WORK INSTRUCTIONS
Line by line, the entries below are to be reproduced unaltered.

DATASET EXTRACT
━━━━━━━━━━━━━━━━━━━━━━━━━━━━━━

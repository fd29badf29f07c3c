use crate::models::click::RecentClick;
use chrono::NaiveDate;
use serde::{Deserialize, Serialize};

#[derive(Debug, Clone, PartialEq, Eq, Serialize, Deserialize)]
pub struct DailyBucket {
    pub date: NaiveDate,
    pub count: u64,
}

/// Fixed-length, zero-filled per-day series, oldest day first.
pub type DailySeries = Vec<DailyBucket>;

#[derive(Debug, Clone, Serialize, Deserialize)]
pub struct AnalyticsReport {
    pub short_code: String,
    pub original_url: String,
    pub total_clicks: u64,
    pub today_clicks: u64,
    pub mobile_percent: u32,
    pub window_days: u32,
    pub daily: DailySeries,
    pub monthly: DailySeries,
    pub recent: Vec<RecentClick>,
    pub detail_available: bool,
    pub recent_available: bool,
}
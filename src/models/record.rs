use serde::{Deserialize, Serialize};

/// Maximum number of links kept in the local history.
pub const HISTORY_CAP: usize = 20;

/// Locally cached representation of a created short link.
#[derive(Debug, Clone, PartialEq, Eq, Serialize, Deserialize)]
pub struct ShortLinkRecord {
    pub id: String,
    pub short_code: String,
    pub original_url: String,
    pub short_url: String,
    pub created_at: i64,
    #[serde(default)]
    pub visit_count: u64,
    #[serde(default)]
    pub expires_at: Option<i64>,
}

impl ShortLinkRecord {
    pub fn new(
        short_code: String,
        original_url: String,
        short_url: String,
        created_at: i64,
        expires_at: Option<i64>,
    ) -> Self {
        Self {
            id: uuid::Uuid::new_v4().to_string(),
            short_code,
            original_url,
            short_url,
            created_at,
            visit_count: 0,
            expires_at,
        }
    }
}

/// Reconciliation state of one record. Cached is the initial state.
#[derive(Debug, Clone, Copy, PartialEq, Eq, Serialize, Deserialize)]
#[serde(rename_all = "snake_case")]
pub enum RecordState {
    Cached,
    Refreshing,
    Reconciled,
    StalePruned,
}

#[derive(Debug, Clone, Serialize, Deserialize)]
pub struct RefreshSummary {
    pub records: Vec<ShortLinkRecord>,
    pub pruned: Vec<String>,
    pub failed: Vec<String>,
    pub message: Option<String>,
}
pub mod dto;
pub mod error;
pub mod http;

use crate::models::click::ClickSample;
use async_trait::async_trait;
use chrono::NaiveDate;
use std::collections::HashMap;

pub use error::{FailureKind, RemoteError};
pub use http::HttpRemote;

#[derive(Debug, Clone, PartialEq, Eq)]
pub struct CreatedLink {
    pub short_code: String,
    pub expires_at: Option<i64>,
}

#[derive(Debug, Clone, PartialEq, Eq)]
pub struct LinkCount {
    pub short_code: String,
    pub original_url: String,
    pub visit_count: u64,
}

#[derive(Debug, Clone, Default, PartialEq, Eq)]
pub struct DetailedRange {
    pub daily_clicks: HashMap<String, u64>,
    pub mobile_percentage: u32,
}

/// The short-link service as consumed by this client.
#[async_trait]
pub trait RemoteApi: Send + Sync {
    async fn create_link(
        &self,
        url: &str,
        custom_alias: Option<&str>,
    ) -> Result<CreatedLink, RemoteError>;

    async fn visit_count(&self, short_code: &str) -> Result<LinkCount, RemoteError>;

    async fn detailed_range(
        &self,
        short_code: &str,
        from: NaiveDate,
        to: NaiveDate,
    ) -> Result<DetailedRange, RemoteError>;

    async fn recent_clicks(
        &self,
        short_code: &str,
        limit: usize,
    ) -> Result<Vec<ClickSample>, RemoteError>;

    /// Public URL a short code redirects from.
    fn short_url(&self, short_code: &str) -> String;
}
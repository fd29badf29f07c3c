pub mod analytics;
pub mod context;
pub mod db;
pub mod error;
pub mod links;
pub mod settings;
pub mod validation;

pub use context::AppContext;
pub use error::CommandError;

━━━━━━━━━━━━━━━━━━━━━━━━━━━━━━

RESULT OF THIS TASK
repository fd29badf29f07c3c
use crate::models::click::RecentClick;
use chrono::NaiveDate;
use serde::{Deserialize, Serialize};

#[derive(Debug, Clone, PartialEq, Eq, Serialize, Deserialize)]
pub struct DailyBucket {
    pub date: NaiveDate,
    pub count: u64,
}

/// Fixed-length, zero-filled per-day series, oldest day first.
pub type DailySeries = Vec<DailyBucket>;

#[derive(Debug, Clone, Serialize, Deserialize)]
pub struct AnalyticsReport {
    pub short_code: String,
    pub original_url: String,
    pub total_clicks: u64,
    pub today_clicks: u64,
    pub mobile_percent: u32,
    pub window_days: u32,
    pub daily: DailySeries,
    pub monthly: DailySeries,
    pub recent: Vec<RecentClick>,
    pub detail_available: bool,
    pub recent_available: bool,
}
filename src/models/record.rs
use serde::{Deserialize, Serialize};

/// Maximum number of links kept in the local history.
pub const HISTORY_CAP: usize = 20;

/// Locally cached representation of a created short link.
#[derive(Debug, Clone, PartialEq, Eq, Serialize, Deserialize)]
pub struct ShortLinkRecord {
    pub id: String,
    pub short_code: String,
    pub original_url: String,
    pub short_url: String,
    pub created_at: i64,
    #[serde(default)]
    pub visit_count: u64,
    #[serde(default)]
    pub expires_at: Option<i64>,
}

impl ShortLinkRecord {
    pub fn new(
        short_code: String,
        original_url: String,
        short_url: String,
        created_at: i64,
        expires_at: Option<i64>,
    ) -> Self {
        Self {
            id: uuid::Uuid::new_v4().to_string(),
            short_code,
            original_url,
            short_url,
            created_at,
            visit_count: 0,
            expires_at,
        }
    }
}

/// Reconciliation state of one record. Cached is the initial state.
#[derive(Debug, Clone, Copy, PartialEq, Eq, Serialize, Deserialize)]
#[serde(rename_all = "snake_case")]
pub enum RecordState {
    Cached,
    Refreshing,
    Reconciled,
    StalePruned,
}

#[derive(Debug, Clone, Serialize, Deserialize)]
pub struct RefreshSummary {
    pub records: Vec<ShortLinkRecord>,
    pub pruned: Vec<String>,
    pub failed: Vec<String>,
    pub message: Option<String>,
}
pub mod dto;
pub mod error;
pub mod http;

use crate::models::click::ClickSample;
use async_trait::async_trait;
use chrono::NaiveDate;
use std::collections::HashMap;

pub use error::{FailureKind, RemoteError};
pub use http::HttpRemote;

#[derive(Debug, Clone, PartialEq, Eq)]
pub struct CreatedLink {
    pub short_code: String,
    pub expires_at: Option<i64>,
}

#[derive(Debug, Clone, PartialEq, Eq)]
pub struct LinkCount {
    pub short_code: String,
    pub original_url: String,
    pub visit_count: u64,
}

#[derive(Debug, Clone, Default, PartialEq, Eq)]
pub struct DetailedRange {
    pub daily_clicks: HashMap<String, u64>,
    pub mobile_percentage: u32,
}

/// The short-link service as consumed by this client.
#[async_trait]
pub trait RemoteApi: Send + Sync {
    async fn create_link(
        &self,
        url: &str,
        custom_alias: Option<&str>,
    ) -> Result<CreatedLink, RemoteError>;

    async fn visit_count(&self, short_code: &str) -> Result<LinkCount, RemoteError>;

    async fn detailed_range(
        &self,
        short_code: &str,
        from: NaiveDate,
        to: NaiveDate,
    ) -> Result<DetailedRange, RemoteError>;

    async fn recent_clicks(
        &self,
        short_code: &str,
        limit: usize,
    ) -> Result<Vec<ClickSample>, RemoteError>;

    /// Public URL a short code redirects from.
    fn short_url(&self, short_code: &str) -> String;
}
repository fd29badf29f07c3c
pub mod analytics;
pub mod context;
pub mod db;
pub mod error;
pub mod links;
pub mod settings;
pub mod validation;

pub use context::AppContext;
pub use error::CommandError;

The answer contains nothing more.